The thickest part of the Cascadia Subduction Zone accretionary wedge is the Olympic Mountains Peninsula in Washington, USA. Accreted material in the Olympic Mountains includes two rock units: metasedimentary deposits and a basaltic terrane (i.e., the basaltic Crescent Formation and the basal Blue Mountain Unit [BMU] turbidite). Early in the geologic history, the Hurricane Ridge Fault (HRF) formed at the contact between the two rock units (Tabor & Cady, 1978). However, Eddy et al. (2017) states that there is an about 8 million year age difference between the BMU and the Crescent Fm., implying a thrust fault between them that is east of the HRF. Field observations, data, and samples for microstructural analysis were collected along the Dosewallips River ­­on the eastern side of the peninsula beginning just west of the HRF, across the fault and BMU, ending about 4.5 km into the Crescent Fm. to the east. Evidence for fault-related comminution and frictional melt is present at two locations along the transect: the base of Crescent Fm. and within the Crescent Fm. about 1.6 km from the base.
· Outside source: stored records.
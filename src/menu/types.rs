use serde::{Deserialize, Serialize};

/// Snapshot of the menu preferences for the frontend
#[derive(Serialize, Deserialize, Clone, Copy, PartialEq, Eq, Debug)]
#[serde(rename_all = "camelCase")]
pub struct PreferenceRecord {
    pub audio_enabled: bool,
    pub premium_purchased: bool,
}

impl Default for PreferenceRecord {
    fn default() -> Self {
        Self {
            audio_enabled: true,
            premium_purchased: false,
        }
    }
}

/// Opaque handle to an open billing session
#[derive(Serialize, Deserialize, Clone, PartialEq, Eq, Debug)]
pub struct SessionHandle(pub String);

impl SessionHandle {
    pub fn token(&self) -> &str {
        &self.0
    }
}

/// What a finished verification concluded
#[derive(Serialize, Deserialize, Clone, Copy, PartialEq, Eq, Debug)]
#[serde(rename_all = "snake_case")]
pub enum Verdict {
    Purchased,
    NotPurchased,
}

/// Where the purchase verifier currently is
#[derive(Serialize, Deserialize, Clone, Copy, PartialEq, Eq, Debug, Default)]
#[serde(rename_all = "snake_case", tag = "phase", content = "verdict")]
pub enum VerifierPhase {
    #[default]
    Idle,
    SessionStarting,
    QueryingPurchases,
    Done(Verdict),
}

impl VerifierPhase {
    /// A session is being opened or queried
    pub fn is_busy(&self) -> bool {
        matches!(self, VerifierPhase::SessionStarting | VerifierPhase::QueryingPurchases)
    }
}

/// Result of a restore-purchase request, as seen by the caller
#[derive(Serialize, Deserialize, Clone, Copy, PartialEq, Eq, Debug)]
#[serde(rename_all = "snake_case")]
pub enum RestoreOutcome {
    Purchased,
    NotPurchased,
    /// A verification was already in flight; nothing was started
    AlreadyRunning,
    /// The screen closed before the service answered
    Discarded,
}

impl From<Verdict> for RestoreOutcome {
    fn from(verdict: Verdict) -> Self {
        match verdict {
            Verdict::Purchased => RestoreOutcome::Purchased,
            Verdict::NotPurchased => RestoreOutcome::NotPurchased,
        }
    }
}

/// Screens reachable from the menu
#[derive(Serialize, Deserialize, Clone, Copy, PartialEq, Eq, Debug)]
#[serde(rename_all = "snake_case")]
pub enum Screen {
    HowToPlay,
    Credits,
}

/// Toast payload emitted to the webview
#[derive(Serialize, Deserialize, Clone, Debug)]
pub struct Toast {
    pub message: String,
    pub long: bool,
}

/// Errors from the preference store
#[derive(thiserror::Error, Debug)]
pub enum SettingsError {
    #[error("Storage error: {0}")]
    Storage(String),
}

/// Errors from the purchase service
#[derive(thiserror::Error, Debug, Clone, PartialEq)]
pub enum BillingError {
    #[error("Could not open billing session: {0}")]
    SessionOpenFailed(String),

    #[error("Purchase query failed: {0}")]
    QueryFailed(String),

    #[error("Billing service unavailable: {0}")]
    ServiceUnavailable(String),

    #[error("Purchase list signature verification failed")]
    SignatureInvalid,
}

/// Errors from handing a URL to another app
#[derive(thiserror::Error, Debug)]
pub enum LaunchError {
    #[error("No installed app can handle {0}")]
    NotInstalled(String),

    #[error("Launch failed: {0}")]
    Failed(String),
}

macro_rules! serialize_as_display {
    ($($ty:ty),*) => {
        $(
            impl Serialize for $ty {
                fn serialize<S>(&self, serializer: S) -> Result<S::Ok, S::Error>
                where
                    S: serde::Serializer,
                {
                    serializer.serialize_str(&self.to_string())
                }
            }
        )*
    };
}

serialize_as_display!(SettingsError, BillingError, LaunchError);
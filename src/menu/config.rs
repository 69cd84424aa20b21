/// Preference namespace, also the file stem of the preferences file
pub const SHARED_PREFS: &str = "sharedPrefs";

/// Preference keys. Installed data depends on these, never rename them.
pub const KEY_PREMIUM_PURCHASED: &str = "premiumPurchased";
pub const AUDIO_PREFERENCE: &str = "audioPreference";

/// Product identifier that unlocks ad-free play
pub const PREMIUM_PRODUCT_ID: &str = "premium";

/// Store identity
pub const APPLICATION_ID: &str = "uk.co.thomasroe.officequiz";
pub const PLAY_STORE_URL: &str = "https://play.google.com/store/apps/details?id=";

/// Support email
pub const SUPPORT_EMAIL: &str = "tom@scribbleapps.co.uk";
pub const SUPPORT_EMAIL_SUBJECT: &str = "The Office Trivia Quiz enquiry";

/// Sharing
pub const SHARE_MESSAGE: &str = "Play The Office Trivia Quiz on Android!\n\n";
pub const WHATSAPP_PACKAGE: &str = "com.whatsapp";
pub const WHATSAPP_SEND_URL: &str = "whatsapp://send?text=";

/// Toast texts
pub mod messages {
    pub const PREMIUM_PURCHASED: &str =
        "You have purchased premium - ads should no longer be displayed.";
    pub const PREMIUM_NOT_PURCHASED: &str =
        "It doesn't look like you've purchased premium. Ads will still show until it has been purchased.";
    pub const WHATSAPP_MISSING: &str = "Sorry, it doesn't look as if you have WhatsApp installed.";
    pub const ACTION_FAILED: &str = "Sorry, this action couldn't be performed right now.";
}

/// Purchase server URL. No server runs here yet, see `BillingApiClient`.
pub const BILLING_SERVER_URL: &str = "https://billing.scribbleapps.co.uk";

/// Environment override for the purchase server URL
pub const BILLING_URL_ENV: &str = "OFFICE_QUIZ_BILLING_URL";

/// Ed25519 public key for purchase list signatures (base64 encoded)
/// Signature checks are skipped while this is the placeholder
pub const BILLING_SERVER_PUBLIC_KEY: &str = "PLACEHOLDER_PUBLIC_KEY_BASE64";

/// Request timeout for the purchase server
pub const BILLING_TIMEOUT_SECS: u64 = 30;

/// File holding the per-install identifier
pub const INSTALL_ID_FILE: &str = ".install_id";

/// Purchase server connection settings
#[derive(Clone, Debug, PartialEq, Eq)]
pub struct BillingConfig {
    pub base_url: String,
    pub public_key: Option<String>,
}

impl BillingConfig {
    /// Defaults, with the server URL taken from the environment when set
    pub fn from_env() -> Self {
        let mut config = Self::default();
        if let Ok(url) = std::env::var(BILLING_URL_ENV) {
            let url = url.trim().trim_end_matches('/');
            if !url.is_empty() {
                config.base_url = url.to_string();
            }
        }
        config
    }

    pub fn endpoint(&self, path: &str) -> String {
        format!("{}{}", self.base_url, path)
    }
}

impl Default for BillingConfig {
    fn default() -> Self {
        let public_key = (BILLING_SERVER_PUBLIC_KEY != "PLACEHOLDER_PUBLIC_KEY_BASE64")
            .then(|| BILLING_SERVER_PUBLIC_KEY.to_string());

        Self {
            base_url: BILLING_SERVER_URL.to_string(),
            public_key,
        }
    }
}

/// API endpoint paths
pub mod endpoints {
    pub const OPEN_SESSION: &str = "/api/v1/billing/session";
    pub const LIST_PURCHASES: &str = "/api/v1/billing/purchases";
    pub const CLOSE_SESSION: &str = "/api/v1/billing/session/close";
}

/// Get current platform string
pub fn get_platform() -> &'static str {
    #[cfg(target_os = "android")]
    return "android";

    #[cfg(target_os = "ios")]
    return "ios";

    #[cfg(target_os = "windows")]
    return "windows";

    #[cfg(target_os = "macos")]
    return "macos";

    #[cfg(not(any(
        target_os = "windows",
        target_os = "macos",
        target_os = "ios",
        target_os = "android"
    )))]
    return "unknown";
}

#[cfg(test)]
mod tests {
    use super::*;

    #[test]
    fn test_placeholder_key_disables_signatures() {
        let config = BillingConfig::default();
        assert_eq!(config.public_key, None);
        assert_eq!(config.base_url, BILLING_SERVER_URL);
    }

    #[test]
    fn test_endpoint_joins_base_url() {
        let config = BillingConfig {
            base_url: "http://localhost:8080".to_string(),
            public_key: None,
        };
        assert_eq!(
            config.endpoint(endpoints::LIST_PURCHASES),
            "http://localhost:8080/api/v1/billing/purchases"
        );
    }
}
pub mod menu;

#[cfg_attr(mobile, tauri::mobile_entry_point)]
pub fn run() {
    tauri::Builder::default()
        .plugin(
            tauri_plugin_log::Builder::default()
                .level(log::LevelFilter::Info)
                .level_for("office_trivia_quiz_lib", log::LevelFilter::Debug)
                .build(),
        )
        .plugin(tauri_plugin_shell::init())
        .setup(|app| {
            use tauri::Manager;

            let state = menu::MenuState::init(app.handle());
            log::info!(
                "Menu ready (premium: {})",
                state.entitlements.premium_purchased()
            );
            app.manage(state);
            Ok(())
        })
        .invoke_handler(tauri::generate_handler![
            menu::commands::get_preferences,
            menu::commands::set_audio_enabled,
            menu::commands::is_premium,
            menu::commands::restore_purchase,
            menu::commands::purchase_check_phase,
            menu::commands::open_screen,
            menu::commands::email_us,
            menu::commands::share_on_whatsapp,
            menu::commands::close_menu,
        ])
        .run(tauri::generate_context!())
        .expect("error while running tauri application");
}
At the contact between the BMU and the Crescent Fm., there is a damage zone with fault-related structures leading to an about 4 m wide fault core, including a progressive increase in fracture density and comminuted material, and the presence of cataclasite and pseudotachylyte. The structure frequency declines to the east until the second site within the Crescent Fm. where the rock is also notably cut by cataclasite and pseudotachylyte, although a fault core has not been identified there. The lack of a well-developed fault core may imply short-lived seismic activity that ended due to deformation localizing elsewhere. The mineral assemblage in these fault structures includes prehnite, pumpellyite, and epidote. The fault at the BMU and Crescent Fm. contact (proposed name: Ori Fault) is a well-developed fault with a mappable damage zone and fault core, supporting the existence of the thrust fault suggested by Eddy et al. (2017). The absence of fault-related deformation between the sites implies two separate fault structures. Overall, evidence from this study suggests fault deformation at the contact between the BMU and Crescent Fm. as well as higher into the Crescent Fm.